Florence M. Kramer, 101, teacher, model

February 02, 2005|By Frederick N. Rasmussen | Frederick N. Rasmussen,SUN STAFF

Florence M. Kramer, a retired high school English teacher and former artist's model who was one of the early residents to settle in Columbia, died in her sleep Sunday at Charlestown Retirement Community in Catonsville. She was 101.

Mrs. Kramer was born Florence May Coulter and raised in Oglesby, Ill., where her father was a jeweler and watchmaker. Her mother, a former schoolteacher, operated the local telephone switchboard that was located in her husband's shop.

"From the age of 6, she helped her mother and father work the switchboard for the area's telephone network, and as she got older, she helped with the billing and hand-delivery of telephone bills," said Theresa Ottery of Ellicott City, Mrs. Kramer's friend and personal representative.

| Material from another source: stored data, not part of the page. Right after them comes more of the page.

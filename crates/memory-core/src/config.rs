//! Engine configuration
//!
//! One config struct per subsystem, composed into `EngineConfig`: a
//! `Default` impl per struct carrying each subsystem's literal defaults.

use serde::{Deserialize, Serialize};
use std::collections::HashMap;

/// Importance assessor weights, exposed for parity experiments rather than
/// hard-coded.
#[derive(Debug, Clone, Serialize, Deserialize)]
#[serde(rename_all = "camelCase")]
pub struct ImportanceWeights {
    pub base_by_context: HashMap<String, f64>,
    pub base_unknown: f64,
    pub keyword_bonus: f64,
    pub keyword_bonus_cap: f64,
    pub short_length_threshold: usize,
    pub short_length_penalty: f64,
    pub long_length_threshold: usize,
    pub long_length_bonus: f64,
    pub file_line_bonus: f64,
}

impl Default for ImportanceWeights {
    fn default() -> Self {
        let mut base_by_context = HashMap::new();
        base_by_context.insert("task_critical".to_string(), 0.85);
        base_by_context.insert("decision".to_string(), 0.80);
        base_by_context.insert("code_symbol".to_string(), 0.70);
        base_by_context.insert("reference".to_string(), 0.65);
        base_by_context.insert("conversation".to_string(), 0.50);
        base_by_context.insert("general".to_string(), 0.45);

        Self {
            base_by_context,
            base_unknown: 0.50,
            keyword_bonus: 0.05,
            keyword_bonus_cap: 0.15,
            short_length_threshold: 20,
            short_length_penalty: 0.10,
            long_length_threshold: 400,
            long_length_bonus: 0.05,
            file_line_bonus: 0.05,
        }
    }
}

/// Multi-signal retrieval scoring weights
#[derive(Debug, Clone, Serialize, Deserialize)]
#[serde(rename_all = "camelCase")]
pub struct ScoringWeights {
    pub similarity: f64,
    pub recency: f64,
    pub importance: f64,
    pub frequency: f64,
    pub context_match: f64,
    /// tau in recency(t) = exp(-delta/tau), in days
    pub recency_tau_days: f64,
    /// saturation point for frequency(n) = min(1, log1p(n)/log1p(cap))
    pub frequency_cap: f64,
}

impl Default for ScoringWeights {
    fn default() -> Self {
        Self {
            similarity: 0.35,
            recency: 0.25,
            importance: 0.15,
            frequency: 0.10,
            context_match: 0.15,
            recency_tau_days: 7.0,
            frequency_cap: 50.0,
        }
    }
}

/// Top-level engine configuration
#[derive(Debug, Clone, Serialize, Deserialize)]
#[serde(rename_all = "camelCase")]
pub struct EngineConfig {
    pub embedding_dim: usize,
    pub store_threshold: f64,

    pub working_to_session_age: chrono::Duration,
    pub session_to_long_age: chrono::Duration,
    pub long_term_min_importance: f64,
    pub access_rate_low_threshold: f64,
    pub evict_min_importance: f64,
    pub evict_age: chrono::Duration,

    pub tier_sweep_interval: chrono::Duration,
    pub sweep_batch: usize,
    pub dedup_sim: f32,
    pub semantic_min_similarity: f32,
    pub exact_weight_default: f64,

    pub repair_interval: chrono::Duration,
    pub repair_batch: usize,

    pub touch_queue_capacity: usize,
    pub quarantine_after_failures: u32,

    pub importance_weights: ImportanceWeights,
    pub scoring_weights: ScoringWeights,
}

impl Default for EngineConfig {
    fn default() -> Self {
        Self {
            embedding_dim: 1536,
            store_threshold: 0.40,

            working_to_session_age: chrono::Duration::hours(48),
            session_to_long_age: chrono::Duration::days(14),
            long_term_min_importance: 0.60,
            access_rate_low_threshold: 1.0 / 7.0,
            evict_min_importance: 0.30,
            evict_age: chrono::Duration::hours(72),

            tier_sweep_interval: chrono::Duration::hours(1),
            sweep_batch: 500,
            dedup_sim: 0.95,
            semantic_min_similarity: 0.50,
            exact_weight_default: 0.40,

            repair_interval: chrono::Duration::hours(6),
            repair_batch: 500,

            touch_queue_capacity: 10_000,
            quarantine_after_failures: 3,

            importance_weights: ImportanceWeights::default(),
            scoring_weights: ScoringWeights::default(),
        }
    }
}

In the early 1920s, Mrs. Kramer earned a bachelor's degree in education from Barnard College, and after her father's death returned home to begin her teaching career in a one-room school. After moving back to New York City in the late 1920s, she earned a master's degree in education from Columbia University.

She taught high school English and art for more than 30 years in New York City and nearby New Rochelle, N.Y., retiring in 1965.

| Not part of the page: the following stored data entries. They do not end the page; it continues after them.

//! Importance assessor
//!
//! Gates what gets written at all: content below `store_threshold` after
//! scoring is rejected by `MemoryEngine::store` before ever touching R or V
//! Weights are pulled from `ImportanceWeights` rather than
//! hard-coded, so weighting experiments don't require a code change.

use crate::config::ImportanceWeights;
use crate::memory::{MemoryInput, MetaValue};

/// Literal, case-sensitive importance markers.
const IMPORTANCE_KEYWORDS: &[&str] = &["IMPORTANT", "CRITICAL", "TODO", "FIXME", "DECISION"];

pub struct ImportanceAssessor {
    weights: ImportanceWeights,
}

impl ImportanceAssessor {
    pub fn new(weights: ImportanceWeights) -> Self {
        Self { weights }
    }

    /// Score a candidate memory in [0, 1]. An explicit `importance_override`
    /// on the input short-circuits everything else.
    pub fn assess(&self, input: &MemoryInput) -> f64 {
        if let Some(v) = input.importance_override {
            return v.clamp(0.0, 1.0);
        }

        let mut score = self
            .weights
            .base_by_context
            .get(input.context.as_str())
            .copied()
            .unwrap_or(self.weights.base_unknown);

        let keyword_hits = IMPORTANCE_KEYWORDS
            .iter()
            .filter(|kw| input.content.contains(*kw))
            .count();
        let keyword_bonus = (keyword_hits as f64 * self.weights.keyword_bonus)
            .min(self.weights.keyword_bonus_cap);
        score += keyword_bonus;

        let len = input.content.chars().count();
        if len < self.weights.short_length_threshold {
            score -= self.weights.short_length_penalty;
        } else if len > self.weights.long_length_threshold {
            score += self.weights.long_length_bonus;
        }

        if input.metadata.contains_key("file") && input.metadata.contains_key("line") {
            score += self.weights.file_line_bonus;
        }
        if let Some(MetaValue::Float(v)) = input.metadata.get("importance") {
            score = *v;
        }

        score.clamp(0.0, 1.0)
    }

    /// Whether a scored memory clears the store-gating threshold.
    pub fn passes_threshold(&self, score: f64, store_threshold: f64) -> bool {
        score >= store_threshold
    }
}

#[cfg(test)]
mod tests {
    use super::*;
    use crate::memory::Metadata;

    fn weights() -> ImportanceWeights {
        ImportanceWeights::default()
    }

    #[test]
    fn task_critical_context_scores_highest_base() {
        let a = ImportanceAssessor::new(weights());
        let input = MemoryInput::new("some plain text here okay").with_context("task_critical");
        let general = MemoryInput::new("some plain text here okay").with_context("general");
        assert!(a.assess(&input) > a.assess(&general));
    }

    #[test]
    fn keyword_bonus_is_capped() {
        let a = ImportanceAssessor::new(weights());
        let input = MemoryInput::new("IMPORTANT CRITICAL TODO FIXME DECISION all in one note");
        let plain = MemoryInput::new("a plain note with no markers in it at all");
        let diff = a.assess(&input) - a.assess(&plain);
        assert!(diff <= weights().keyword_bonus_cap + 1e-9);
    }

    #[test]
    fn keyword_match_is_case_sensitive() {
        let a = ImportanceAssessor::new(weights());
        let upper = MemoryInput::new("IMPORTANT: rotate the credentials before friday");
        let lower = MemoryInput::new("important: rotate the credentials before friday");
        assert!(a.assess(&upper) > a.assess(&lower));
    }

    #[test]
    fn short_content_is_penalized() {
        let a = ImportanceAssessor::new(weights());
        let short = MemoryInput::new("hi");
        let longer = MemoryInput::new("this is a longer piece of content that exceeds twenty chars");
        assert!(a.assess(&short) < a.assess(&longer));
    }

    #[test]
    fn explicit_override_bypasses_formula() {
        let a = ImportanceAssessor::new(weights());
        let mut input = MemoryInput::new("x");
        input.importance_override = Some(0.9);
        assert_eq!(a.assess(&input), 0.9);
    }

    #[test]
    fn file_and_line_metadata_gives_bonus() {
        let a = ImportanceAssessor::new(weights());
        let mut with_loc = MemoryInput::new("a reasonably sized piece of reference content here");
        with_loc.metadata.insert("file".into(), MetaValue::Str("a.rs".into()));
        with_loc.metadata.insert("line".into(), MetaValue::Int(10));
        let without = MemoryInput::new("a reasonably sized piece of reference content here");
        assert!(a.assess(&with_loc) > a.assess(&without));
    }

    #[test]
    fn score_is_always_clamped() {
        let a = ImportanceAssessor::new(weights());
        let mut input = MemoryInput::new("x").with_context("task_critical");
        input.metadata = Metadata::new();
        let score = a.assess(&input);
        assert!((0.0..=1.0).contains(&score));
    }

    #[test]
    fn threshold_gate() {
        let a = ImportanceAssessor::new(weights());
        assert!(a.passes_threshold(0.5, 0.40));
        assert!(!a.passes_threshold(0.3, 0.40));
    }
}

During the 1930s and 1940s, she also worked as a model for Robert Brackman, the noted American portrait artist, and Charles Paquin, an illustrator for Ladies' Home Journal.

She was an accomplished equestrian, and world traveler who visited much of Asia and Europe and all 50 states.

"It was on a visit to a planned community in Finland in the 1960s she learned about the new planned community of Columbia in Maryland," Ms. Ottery said. "Intrigued, she and her sister, Sally Vera Mills, relocated from New York City to Columbia and became two of the earliest residents when the new community opened in 1967."

The sisters were inseparable, and they moved to Charlestown in 1998.

"Florence was more of a private person with a wicked sense of humor, while Sally was the extrovert. They really were each other's best friends," Ms. Ottery said.

She was an avid reader -- her favorite authors were James Herriot and Henry James -- and after she developed macular degeneration several years ago, a friend read her the daily newspaper so she could keep up with world events.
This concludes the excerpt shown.